Now Disputations has a solid question:
Since bloggers choose what to write about, we are basically free to choose our own antagonists. Which means we're also free to choose not to have antagonists. So why do we choose to have antagonists?
There are several deep responses to his question in his comments box that I cannot match. My down to earth response is that it is good to exchange ideas and identify disagreements when it’s done in a “disputations” style. I can always learn a lot from different viewpoints. That’s why I read blogs whose point of view is different from my own. In that sense, “antagonism” can be a virtue.
However, “antagonism” can be carried to extremes by judgmentalism, name calling and unjustified righteousness.

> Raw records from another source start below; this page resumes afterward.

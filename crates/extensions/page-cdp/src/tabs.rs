//! Choosing which browser tab to drive.

use promptlift_page::SiteRegistry;

use crate::cdp::{CdpError, PageInfo};

/// Pick the tab to attach to.
///
/// With a `filter`, the first page target whose URL contains it. Without one,
/// the first page target on a supported site.
pub fn select_page<'a>(
    pages: &'a [PageInfo],
    filter: Option<&str>,
    sites: &SiteRegistry,
) -> Result<&'a PageInfo, CdpError> {
    let mut candidates = pages.iter().filter(|p| p.is_page());
    let found = match filter {
        Some(needle) => candidates.find(|p| p.url.contains(needle)),
        None => candidates.find(|p| sites.resolve(&p.url).is_ok()),
    };
    found.ok_or_else(|| {
        CdpError::TabNotFound(match filter {
            Some(needle) => format!("no tab matching '{}'", needle),
            None => "no ChatGPT or Gemini tab is open".to_string(),
        })
    })
}
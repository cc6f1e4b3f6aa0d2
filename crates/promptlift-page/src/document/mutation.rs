//! Mutation records and observer registrations.

use std::sync::atomic::{AtomicU64, Ordering};

use serde::{Deserialize, Serialize};
use tokio::sync::mpsc;

use super::NodeId;

static NEXT_OBSERVER: AtomicU64 = AtomicU64::new(1);

/// Identity of one mutation observer.
#[derive(Debug, Clone, Copy, PartialEq, Eq, Hash, Serialize, Deserialize)]
pub struct ObserverId(u64);

impl ObserverId {
    /// Allocate a process-unique id.
    pub fn next() -> Self {
        Self(NEXT_OBSERVER.fetch_add(1, Ordering::Relaxed))
    }
}

/// What a registration wants to hear about.
#[derive(Debug, Clone, Copy, Default, PartialEq, Eq)]
pub struct ObserveOptions {
    pub child_list: bool,
    pub character_data: bool,
    pub attributes: bool,
    pub subtree: bool,
}

impl ObserveOptions {
    /// Child-list and character-data changes anywhere under the target.
    pub fn content() -> Self {
        Self {
            child_list: true,
            character_data: true,
            attributes: false,
            subtree: true,
        }
    }

    /// Child-list changes anywhere under the target.
    pub fn child_list_subtree() -> Self {
        Self {
            child_list: true,
            character_data: false,
            attributes: false,
            subtree: true,
        }
    }

    /// Direct child insertions and removals on the target only.
    pub fn child_list() -> Self {
        Self {
            child_list: true,
            character_data: false,
            attributes: false,
            subtree: false,
        }
    }

    pub(crate) fn wants(&self, kind: &MutationKind) -> bool {
        match kind {
            MutationKind::ChildList { .. } => self.child_list,
            MutationKind::CharacterData { .. } => self.character_data,
            MutationKind::Attributes { .. } => self.attributes,
        }
    }
}

#[derive(Debug, Clone, PartialEq, Eq)]
pub enum MutationKind {
    ChildList {
        added: Vec<NodeId>,
        removed: Vec<NodeId>,
    },
    CharacterData {
        old_value: String,
    },
    Attributes {
        name: String,
        old_value: Option<String>,
    },
}

#[derive(Debug, Clone, PartialEq, Eq)]
pub struct MutationRecord {
    pub target: NodeId,
    pub kind: MutationKind,
}

/// Records delivered to one observer for one mutating operation.
#[derive(Debug, Clone)]
pub struct MutationBatch {
    pub observer: ObserverId,
    pub records: Vec<MutationRecord>,
}

pub(crate) struct Registration {
    pub observer: ObserverId,
    pub target: NodeId,
    pub options: ObserveOptions,
    pub sender: mpsc::UnboundedSender<MutationBatch>,
}
//! Control surface -> relay -> page -> Gemini (mocked) -> relay -> page.

use std::sync::Arc;
use std::time::Duration;

use serde_json::json;
use wiremock::matchers::{method, path, query_param};
use wiremock::{Mock, MockServer, ResponseTemplate};

use promptlift_config::{CredentialStore, MemoryStore};
use promptlift_page::{fixtures, shared, Document, DocumentPage, PromptObserver, SiteAdapter};
use promptlift_protocols::{PageNotification, PromptPage, RelayRequest, RelayResponse};
use promptlift_provider_gemini::{GeminiClient, GeminiEnhancer};
use promptlift_relay::{channel, forward_updates, ContentScript, ControlSurface, ImportOutcome};

const ENHANCED: &str = "Please help me fix a bug in my code.";

async fn mock_gemini() -> MockServer {
    let server = MockServer::start().await;
    Mock::given(method("POST"))
        .and(path("/models/gemini-2.0-flash:generateContent"))
        .and(query_param("key", "AIzaSyEndToEnd"))
        .respond_with(ResponseTemplate::new(200).set_body_json(json!({
            "candidates": [{"content": {"parts": [{"text": ENHANCED}]}}]
        })))
        .expect(1)
        .mount(&server)
        .await;
    server
}

fn enhancer_for(server: &MockServer) -> Arc<GeminiEnhancer> {
    let client = GeminiClient::new(Duration::from_secs(5))
        .unwrap()
        .with_base_url(server.uri());
    Arc::new(GeminiEnhancer::new(client))
}

#[tokio::test]
async fn test_import_enhance_insert_on_chatgpt() {
    let server = mock_gemini().await;
    let document = shared(fixtures::chatgpt_page(Some("fix my code")));
    let (client, receiver) = channel();
    ContentScript::new(DocumentPage::new(document.clone())).spawn(receiver);

    let response = client.send(&RelayRequest::GetPrompt).await.unwrap();
    assert_eq!(response, RelayResponse::prompt("fix my code"));

    let mut surface = ControlSurface::new(
        client.clone(),
        enhancer_for(&server),
        CredentialStore::new(MemoryStore::new()),
    );
    surface.save_credential("AIzaSyEndToEnd").unwrap();

    let outcome = surface.import_prompt(fixtures::CHATGPT_URL).await.unwrap();
    assert_eq!(outcome.message(), "fix my code");
    assert_eq!(surface.enhance().await.unwrap(), ENHANCED);
    surface.insert().await.unwrap();

    let page = DocumentPage::new(document);
    assert_eq!(page.read_prompt().await.unwrap().as_str(), ENHANCED);
}

#[tokio::test]
async fn test_gemini_page_write_back_fires_input_event() {
    let server = mock_gemini().await;
    let document = shared(fixtures::gemini_page(Some("fix my code")));
    let (events_tx, mut events_rx) = tokio::sync::mpsc::unbounded_channel();
    {
        let mut doc = document.write();
        let body = doc.body();
        doc.add_event_listener(body, "input", events_tx).unwrap();
    }

    let (client, receiver) = channel();
    ContentScript::new(DocumentPage::new(document.clone())).spawn(receiver);

    let mut surface = ControlSurface::new(
        client,
        enhancer_for(&server),
        CredentialStore::new(MemoryStore::new()),
    );
    surface.save_credential("AIzaSyEndToEnd").unwrap();
    surface.import_prompt(fixtures::GEMINI_URL).await.unwrap();
    surface.enhance().await.unwrap();
    surface.insert().await.unwrap();

    let event = events_rx.try_recv().unwrap();
    assert_eq!(event.event.name, "input");
    assert!(event.event.bubbles && event.event.cancelable);
    assert_eq!(
        DocumentPage::new(document).read_prompt().await.unwrap().as_str(),
        ENHANCED
    );
}

#[tokio::test]
async fn test_unsupported_page_answers_not_found() {
    let (client, receiver) = channel();
    let handle = ContentScript::new(DocumentPage::new(shared(Document::new(
        "https://example.com/",
    ))))
    .spawn(receiver);

    let response = client.send(&RelayRequest::GetPrompt).await.unwrap();
    assert_eq!(response, RelayResponse::error("not found"));

    // The page side keeps serving after the failure.
    let response = client
        .request(json!({"action": "setPrompt", "enhancedPrompt": "x"}))
        .await
        .unwrap();
    assert_eq!(response, json!({"error": "could not set"}));

    drop(client);
    handle.await.unwrap();
}

#[tokio::test]
async fn test_empty_import_never_calls_the_service() {
    let server = MockServer::start().await;
    Mock::given(method("POST"))
        .respond_with(ResponseTemplate::new(200))
        .expect(0)
        .mount(&server)
        .await;

    let (client, receiver) = channel();
    ContentScript::new(DocumentPage::new(shared(fixtures::chatgpt_page(Some("")))))
        .spawn(receiver);
    let mut surface = ControlSurface::new(
        client,
        enhancer_for(&server),
        CredentialStore::new(MemoryStore::new()),
    );
    surface.save_credential("AIzaSyEndToEnd").unwrap();

    assert_eq!(
        surface.import_prompt(fixtures::CHATGPT_URL).await.unwrap(),
        ImportOutcome::Empty
    );
    assert!(surface.enhance().await.is_err());
}

#[tokio::test]
async fn test_typing_reaches_control_surface_as_notifications() {
    let document = shared(fixtures::chatgpt_page(None));
    let (client, receiver) = channel();
    let mut notifications = client.subscribe();

    let observer = PromptObserver::new(document.clone(), SiteAdapter::ChatGpt);
    forward_updates(observer.subscribe(), receiver.notifier());
    let observer = observer.spawn();
    ContentScript::new(DocumentPage::new(document.clone())).spawn(receiver);

    let input = fixtures::render_chatgpt_input(&mut document.write(), "").unwrap();
    for _ in 0..100 {
        if document.read().registration_count(input) == 1 {
            break;
        }
        tokio::task::yield_now().await;
    }
    fixtures::type_into(&mut document.write(), input, "hello there").unwrap();

    let notification = tokio::time::timeout(Duration::from_secs(1), notifications.next())
        .await
        .unwrap();
    assert_eq!(
        notification,
        Some(PageNotification::TextUpdated {
            text: "hello there".to_string()
        })
    );
    assert_eq!(client.get_prompt().await.unwrap().as_str(), "hello there");

    observer.shutdown().await;
}
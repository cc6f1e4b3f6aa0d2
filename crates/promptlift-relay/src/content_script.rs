//! Page-side request handler.

use serde_json::{json, Value};
use tokio::sync::broadcast;
use tokio::sync::broadcast::error::RecvError;
use tokio::task::JoinHandle;
use tracing::{debug, info, warn};

use promptlift_page::TextUpdated;
use promptlift_protocols::message::{COULD_NOT_SET, NOT_FOUND, UNKNOWN_ACTION};
use promptlift_protocols::{PageNotification, PromptPage, RelayRequest, RelayResponse};

use crate::transport::{Notifier, RelayReceiver};

/// Answers relay requests against a page.
///
/// Typed page errors stay in this process (they are logged); the wire only
/// carries the short `not found` / `could not set` strings.
pub struct ContentScript<P: PromptPage> {
    page: P,
}

impl<P: PromptPage> ContentScript<P> {
    pub fn new(page: P) -> Self {
        Self { page }
    }

    pub fn page(&self) -> &P {
        &self.page
    }

    /// Handle one raw request.
    pub async fn handle(&self, request: Value) -> Value {
        match serde_json::from_value::<RelayRequest>(request) {
            Ok(request) => encode(&self.dispatch(request).await),
            Err(e) => {
                debug!("Rejecting relay request: {}", e);
                encode(&RelayResponse::error(UNKNOWN_ACTION))
            }
        }
    }

    pub async fn dispatch(&self, request: RelayRequest) -> RelayResponse {
        match request {
            RelayRequest::GetPrompt => match self.page.read_prompt().await {
                Ok(text) => RelayResponse::prompt(text.into_string()),
                Err(e) => {
                    warn!("getPrompt failed on {}: {}", self.page.url().await, e);
                    RelayResponse::error(NOT_FOUND)
                }
            },
            RelayRequest::SetPrompt { enhanced_prompt } => {
                match self.page.write_prompt(&enhanced_prompt).await {
                    Ok(()) => RelayResponse::success(),
                    Err(e) => {
                        warn!("setPrompt failed on {}: {}", self.page.url().await, e);
                        RelayResponse::error(COULD_NOT_SET)
                    }
                }
            }
        }
    }

    /// Answer requests until every client is dropped.
    pub async fn serve(&self, mut receiver: RelayReceiver) {
        while let Some(envelope) = receiver.recv().await {
            let reply = self.handle(envelope.request().clone()).await;
            envelope.respond(reply);
        }
        debug!("Relay closed, content script stopping");
    }

    pub fn spawn(self, receiver: RelayReceiver) -> JoinHandle<()>
    where
        P: 'static,
    {
        tokio::spawn(async move { self.serve(receiver).await })
    }
}

fn encode(response: &RelayResponse) -> Value {
    match response {
        RelayResponse::Prompt { prompt } => json!({ "prompt": prompt }),
        RelayResponse::Success { success } => json!({ "success": success }),
        RelayResponse::Error { error } => json!({ "error": error }),
    }
}

/// Relay observer updates as `textUpdated` notifications until the observer stops.
pub fn forward_updates(
    mut updates: broadcast::Receiver<TextUpdated>,
    notifier: Notifier,
) -> JoinHandle<()> {
    tokio::spawn(async move {
        loop {
            match updates.recv().await {
                Ok(update) => {
                    let notification = PageNotification::from(update);
                    if let Err(e) = notifier.notify(&notification) {
                        warn!("Failed to relay text update: {}", e);
                    }
                }
                Err(RecvError::Lagged(skipped)) => {
                    info!("Skipped {} stale text updates", skipped);
                }
                Err(RecvError::Closed) => break,
            }
        }
    })
}

#[cfg(test)]
#[path = "content_script_tests.rs"]
mod tests;
//! System clipboard seam.

/// Somewhere to put copied text.
pub trait Clipboard {
    fn set_text(&mut self, text: &str) -> Result<(), String>;
}

/// Clipboard that just remembers the last copied text.
#[derive(Debug, Default)]
pub struct MemoryClipboard {
    contents: Option<String>,
}

impl MemoryClipboard {
    pub fn new() -> Self {
        Self::default()
    }

    pub fn contents(&self) -> Option<&str> {
        self.contents.as_deref()
    }
}

impl Clipboard for MemoryClipboard {
    fn set_text(&mut self, text: &str) -> Result<(), String> {
        self.contents = Some(text.to_string());
        Ok(())
    }
}
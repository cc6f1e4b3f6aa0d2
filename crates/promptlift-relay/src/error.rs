//! Control surface errors.

use thiserror::Error;

use promptlift_config::ConfigError;
use promptlift_protocols::{EnhanceError, PageError, RelayError};

#[derive(Debug, Error)]
pub enum ControlError {
    #[error(transparent)]
    Page(#[from] PageError),

    #[error(transparent)]
    Enhance(#[from] EnhanceError),

    #[error(transparent)]
    Relay(#[from] RelayError),

    #[error("No prompt has been imported")]
    NothingImported,

    #[error("No enhanced prompt available")]
    NothingEnhanced,

    #[error("Credential error: {0}")]
    Credential(#[from] ConfigError),

    #[error("Clipboard error: {0}")]
    Clipboard(String),
}

impl ControlError {
    /// Message shown to the user when the action fails.
    pub fn user_message(&self) -> String {
        match self {
            ControlError::Page(PageError::SiteUnsupported(_)) => {
                "Please navigate to ChatGPT or Google Gemini to import a prompt".to_string()
            }
            ControlError::Page(e) => e.to_string(),
            ControlError::Enhance(EnhanceError::MissingCredential) => {
                "Please enter your Gemini API key first".to_string()
            }
            ControlError::Enhance(e) => format!("Error enhancing prompt: {}", e),
            ControlError::Relay(RelayError::Remote(message)) => message.clone(),
            ControlError::Relay(e) => {
                format!("Error talking to the page. Make sure you are on a supported site ({})", e)
            }
            ControlError::NothingImported => "Please import a prompt first".to_string(),
            ControlError::NothingEnhanced => "Please enhance a prompt first".to_string(),
            ControlError::Credential(ConfigError::InvalidValue { message, .. }) => message.clone(),
            ControlError::Credential(e) => e.to_string(),
            ControlError::Clipboard(_) => "Failed to copy text to clipboard".to_string(),
        }
    }
}
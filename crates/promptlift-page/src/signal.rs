//! Change notification fired after programmatic writes.
//!
//! Host pages only enable their submit controls after seeing an input
//! event, so every write is followed by the signal configured for its site.

use serde::{Deserialize, Serialize};

use promptlift_protocols::PageError;

use crate::document::{Document, DomEvent, NodeId};

#[derive(Debug, Clone, PartialEq, Eq, Serialize, Deserialize)]
#[serde(tag = "type", rename_all = "snake_case")]
pub enum ChangeSignal {
    /// Fire nothing.
    None,
    /// A standard `input` event.
    InputEvent { bubbles: bool, cancelable: bool },
    /// Some other named event.
    Event { name: String, bubbles: bool },
}

impl Default for ChangeSignal {
    fn default() -> Self {
        Self::input()
    }
}

impl ChangeSignal {
    /// Bubbling, cancelable `input` event.
    pub fn input() -> Self {
        Self::InputEvent {
            bubbles: true,
            cancelable: true,
        }
    }

    /// The event to dispatch, if any.
    pub fn event(&self) -> Option<DomEvent> {
        match self {
            ChangeSignal::None => None,
            ChangeSignal::InputEvent { bubbles, cancelable } => Some(
                DomEvent::new("input")
                    .bubbles(*bubbles)
                    .cancelable(*cancelable),
            ),
            ChangeSignal::Event { name, bubbles } => {
                Some(DomEvent::new(name.clone()).bubbles(*bubbles))
            }
        }
    }

    /// Dispatch at `node`. The node must still be in the document.
    pub fn fire(&self, doc: &mut Document, node: NodeId) -> Result<(), PageError> {
        let Some(event) = self.event() else {
            return Ok(());
        };
        if !doc.is_connected(node) {
            return Err(PageError::WriteRejected(
                "input element was removed before the change event".to_string(),
            ));
        }
        doc.dispatch_event(node, event)
            .map(|_| ())
            .map_err(|e| PageError::WriteRejected(e.to_string()))
    }
}

#[cfg(test)]
mod tests {
    use super::*;
    use tokio::sync::mpsc;

    #[test]
    fn test_default_is_bubbling_input() {
        let event = ChangeSignal::default().event().unwrap();
        assert_eq!(event.name, "input");
        assert!(event.bubbles);
        assert!(event.cancelable);
    }

    #[test]
    fn test_none_fires_nothing() {
        let mut doc = Document::new("about:blank");
        let detached = doc.create_element("div");
        assert!(ChangeSignal::None.event().is_none());
        assert!(ChangeSignal::None.fire(&mut doc, detached).is_ok());
    }

    #[test]
    fn test_fire_reaches_listener() {
        let mut doc = Document::new("about:blank");
        let el = doc.create_element("div");
        doc.append_child(doc.body(), el).unwrap();
        let (tx, mut rx) = mpsc::unbounded_channel();
        doc.add_event_listener(el, "change", tx).unwrap();

        let signal = ChangeSignal::Event {
            name: "change".to_string(),
            bubbles: false,
        };
        signal.fire(&mut doc, el).unwrap();
        assert_eq!(rx.try_recv().unwrap().event.name, "change");
    }

    #[test]
    fn test_fire_on_detached_node_is_rejected() {
        let mut doc = Document::new("about:blank");
        let el = doc.create_element("div");
        let err = ChangeSignal::input().fire(&mut doc, el).unwrap_err();
        assert!(matches!(err, PageError::WriteRejected(_)));
    }

    #[test]
    fn test_serde_shape() {
        let json = serde_json::to_value(ChangeSignal::input()).unwrap();
        assert_eq!(json["type"], "input_event");
        let parsed: ChangeSignal = serde_json::from_str(r#"{"type":"none"}"#).unwrap();
        assert_eq!(parsed, ChangeSignal::None);
    }
}
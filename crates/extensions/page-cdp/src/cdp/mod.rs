//! Minimal Chrome DevTools Protocol client.
//!
//! Just enough of CDP to find a tab, attach to it and evaluate scripts in it.

mod client;
mod error;
mod protocol;
mod session;

pub use client::{CdpClient, DEFAULT_CALL_TIMEOUT};
pub use error::CdpError;
pub use protocol::{BrowserVersion, PageInfo};
pub use session::PageSession;
//! [`PromptPage`] over an in-memory document.

use std::sync::Arc;

use async_trait::async_trait;
use parking_lot::RwLock;
use tracing::debug;

use promptlift_protocols::{PageError, PromptPage, PromptText};

use crate::document::Document;
use crate::registry::SiteRegistry;

/// Document shared between the page handler and its observers.
pub type SharedDocument = Arc<RwLock<Document>>;

pub fn shared(document: Document) -> SharedDocument {
    Arc::new(RwLock::new(document))
}

pub struct DocumentPage {
    document: SharedDocument,
    sites: SiteRegistry,
}

impl DocumentPage {
    pub fn new(document: SharedDocument) -> Self {
        Self::with_registry(document, SiteRegistry::default())
    }

    pub fn with_registry(document: SharedDocument, sites: SiteRegistry) -> Self {
        Self { document, sites }
    }

    pub fn document(&self) -> &SharedDocument {
        &self.document
    }

    pub fn sites(&self) -> &SiteRegistry {
        &self.sites
    }
}

#[async_trait]
impl PromptPage for DocumentPage {
    async fn url(&self) -> String {
        self.document.read().url().to_string()
    }

    async fn read_prompt(&self) -> Result<PromptText, PageError> {
        let doc = self.document.read();
        let site = self.sites.resolve(doc.url())?;
        site.read(&doc)
    }

    async fn write_prompt(&self, text: &str) -> Result<(), PageError> {
        let mut doc = self.document.write();
        let url = doc.url().to_string();
        let site = self.sites.resolve(&url)?;
        let node = site.write(&mut doc, text)?;
        debug!("Wrote {} chars into {} input {:?}", text.len(), site.adapter, node);
        Ok(())
    }
}
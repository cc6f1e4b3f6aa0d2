    use super::*;
    use serde_json::json;

    #[test]
    fn test_request_wire_shape() {
        let request = GenerateContentRequest::from_text("Hello");
        let json = serde_json::to_value(&request).unwrap();
        assert_eq!(json, json!({"contents": [{"parts": [{"text": "Hello"}]}]}));
    }

    #[test]
    fn test_first_text_single_part() {
        let response: GenerateContentResponse = serde_json::from_value(json!({
            "candidates": [{
                "content": {"role": "model", "parts": [{"text": "Better prompt"}]},
                "finishReason": "STOP"
            }],
            "usageMetadata": {"promptTokenCount": 40, "candidatesTokenCount": 8, "totalTokenCount": 48}
        }))
        .unwrap();

        assert_eq!(response.first_text().as_deref(), Some("Better prompt"));
        assert_eq!(response.candidates[0].finish_reason.as_deref(), Some("STOP"));
        assert_eq!(response.usage_metadata.unwrap().total_token_count, 48);
    }

    #[test]
    fn test_first_text_joins_parts_and_skips_non_text() {
        let response: GenerateContentResponse = serde_json::from_value(json!({
            "candidates": [{
                "content": {"parts": [
                    {"text": "Part one. "},
                    {"inlineData": {"mimeType": "image/png", "data": "AAAA"}},
                    {"text": "Part two."}
                ]}
            }]
        }))
        .unwrap();
        assert_eq!(response.first_text().as_deref(), Some("Part one. Part two."));
    }

    #[test]
    fn test_first_text_uses_first_candidate_only() {
        let response: GenerateContentResponse = serde_json::from_value(json!({
            "candidates": [
                {"content": {"parts": [{"text": "first"}]}},
                {"content": {"parts": [{"text": "second"}]}}
            ]
        }))
        .unwrap();
        assert_eq!(response.first_text().as_deref(), Some("first"));
    }

    #[test]
    fn test_first_text_missing_pieces() {
        for body in [
            json!({}),
            json!({"candidates": []}),
            json!({"candidates": [{"finishReason": "SAFETY"}]}),
            json!({"candidates": [{"content": {"parts": []}}]}),
            json!({"candidates": [{"content": {"role": "model"}}]}),
        ] {
            let response: GenerateContentResponse = serde_json::from_value(body).unwrap();
            assert_eq!(response.first_text(), None);
        }
    }

    #[test]
    fn test_error_body() {
        let error: GeminiError = serde_json::from_value(json!({
            "error": {"code": 400, "message": "API key not valid.", "status": "INVALID_ARGUMENT"}
        }))
        .unwrap();
        assert_eq!(error.error.code, 400);
        assert_eq!(error.error.status, "INVALID_ARGUMENT");
    }
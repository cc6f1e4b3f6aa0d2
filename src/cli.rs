//! CLI definitions for promptlift.

use std::path::PathBuf;

use clap::{Parser, Subcommand};

/// promptlift CLI.
#[derive(Parser)]
#[command(name = "promptlift")]
#[command(about = "Import, enhance and re-insert chat prompts on ChatGPT and Gemini")]
#[command(version)]
pub(crate) struct Cli {
    /// Configuration file path (default: ~/.promptlift/config.toml)
    #[arg(short, long, global = true)]
    pub config: Option<PathBuf>,

    /// Substring of the tab URL to drive (default: first ChatGPT or Gemini tab)
    #[arg(short, long, global = true)]
    pub tab: Option<String>,

    #[command(subcommand)]
    pub command: Commands,
}

#[derive(Subcommand)]
pub(crate) enum Commands {
    /// Manage the Gemini API key
    Key {
        #[command(subcommand)]
        action: KeyAction,
    },

    /// Read the prompt currently typed in the chat tab
    Import,

    /// Enhance a prompt and print the result
    Enhance {
        /// Prompt to enhance instead of importing it from the tab
        #[arg(long)]
        text: Option<String>,
    },

    /// Import, enhance and write the result back into the tab
    Polish {
        /// Print the enhanced prompt without inserting it
        #[arg(long)]
        dry_run: bool,

        /// Also copy the enhanced prompt to the clipboard
        #[arg(long)]
        copy: bool,
    },

    /// Write text into the chat tab's prompt input
    Insert {
        #[arg(long)]
        text: String,
    },

    /// Copy text to the system clipboard
    Copy {
        #[arg(long)]
        text: String,
    },
}

#[derive(Subcommand)]
pub(crate) enum KeyAction {
    /// Save the API key
    Set {
        /// Gemini API key
        key: String,
    },

    /// Show which key is in effect (masked)
    Show,

    /// Remove the saved key
    Clear,
}
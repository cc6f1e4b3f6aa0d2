//! Prompt text and enhancement request types.

use std::fmt;

use serde::{Deserialize, Serialize};

/// The current contents of a site's prompt field.
///
/// Always held trimmed; there is no other normalization.
#[derive(Debug, Clone, Default, PartialEq, Eq, Hash, Serialize, Deserialize)]
#[serde(transparent)]
pub struct PromptText(String);

impl PromptText {
    /// Create prompt text, trimming surrounding whitespace.
    pub fn new(text: impl AsRef<str>) -> Self {
        Self(text.as_ref().trim().to_string())
    }

    pub fn as_str(&self) -> &str {
        &self.0
    }

    pub fn is_empty(&self) -> bool {
        self.0.is_empty()
    }

    pub fn into_string(self) -> String {
        self.0
    }
}

impl fmt::Display for PromptText {
    fn fmt(&self, f: &mut fmt::Formatter<'_>) -> fmt::Result {
        f.write_str(&self.0)
    }
}

impl From<&str> for PromptText {
    fn from(text: &str) -> Self {
        Self::new(text)
    }
}

impl From<String> for PromptText {
    fn from(text: String) -> Self {
        Self::new(text)
    }
}

impl AsRef<str> for PromptText {
    fn as_ref(&self) -> &str {
        &self.0
    }
}

/// A single request to enhance a prompt. Built per user action and consumed
/// by the call that sends it.
#[derive(Debug, Clone, PartialEq, Eq, Serialize, Deserialize)]
#[serde(rename_all = "camelCase")]
pub struct EnhancementRequest {
    pub prompt_text: PromptText,
}

impl EnhancementRequest {
    pub fn new(prompt_text: impl Into<PromptText>) -> Self {
        Self {
            prompt_text: prompt_text.into(),
        }
    }
}

#[cfg(test)]
#[path = "prompt_tests.rs"]
mod tests;
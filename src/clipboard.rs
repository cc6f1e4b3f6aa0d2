//! System clipboard.

use arboard::Clipboard;

/// The desktop clipboard.
pub(crate) struct SystemClipboard {
    clipboard: Clipboard,
}

impl SystemClipboard {
    pub(crate) fn new() -> Result<Self, arboard::Error> {
        Ok(Self {
            clipboard: Clipboard::new()?,
        })
    }
}

impl promptlift_relay::Clipboard for SystemClipboard {
    fn set_text(&mut self, text: &str) -> Result<(), String> {
        self.clipboard.set_text(text).map_err(|e| e.to_string())
    }
}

Flos Carmelli observes this:
I pick so many ways to judge. Often I am scandalized, stunned, shocked, and secretly gratified that I have found a way to be more pious, more Godly, and more Christian than my neighbors. In the non-religious realm I do the same, but the qualities that I am improving in myself are somewhat different. It is good that I am more refined, more intelligent, more cultivated, more honest, more loving, more whatever.”
He continues:
I find that I use myself as the measure of all things and what a poor measure it is! But woe be unto you if I perceive you do not reach my exalted heights and standards.
Although he phrases this accusation in the first person he is one of the least likely Catholic bloggers to be guilty of this charge (except possibly me!).
I think this is because, like Disputations, he asks the question and considers the possibility that he may be wrong. It’s probably natural that we think what we do is important, and that those subject about what we are knowledgeable are “important” subjects.
There is a natural tendency though, that we extrapolate the above into thinking that we know it all about our own areas of expertise and our areas of expertise are the only worthwhile areas of study.
When applied to theology, this leads to disasters like this.
There are many, many thousands of biologists who have studied long and hard and are truly experts on the subject in question. Fortunately, some are Catholics who can set the apologist straight.
But harm is done. Even in the area of theology, apologetics scriptural exegesis, I think that most conclusions must be tentatitve. There is always the possibility that there is a mistake in the text, bad translation, if nothing else. Next, there is the possibility that the text is misunderstood. Nevertheless, a lot of people confuse their understanding of a Church teaching with the correct understanding or mistake it as the only correct understanding. Seldom is this justified.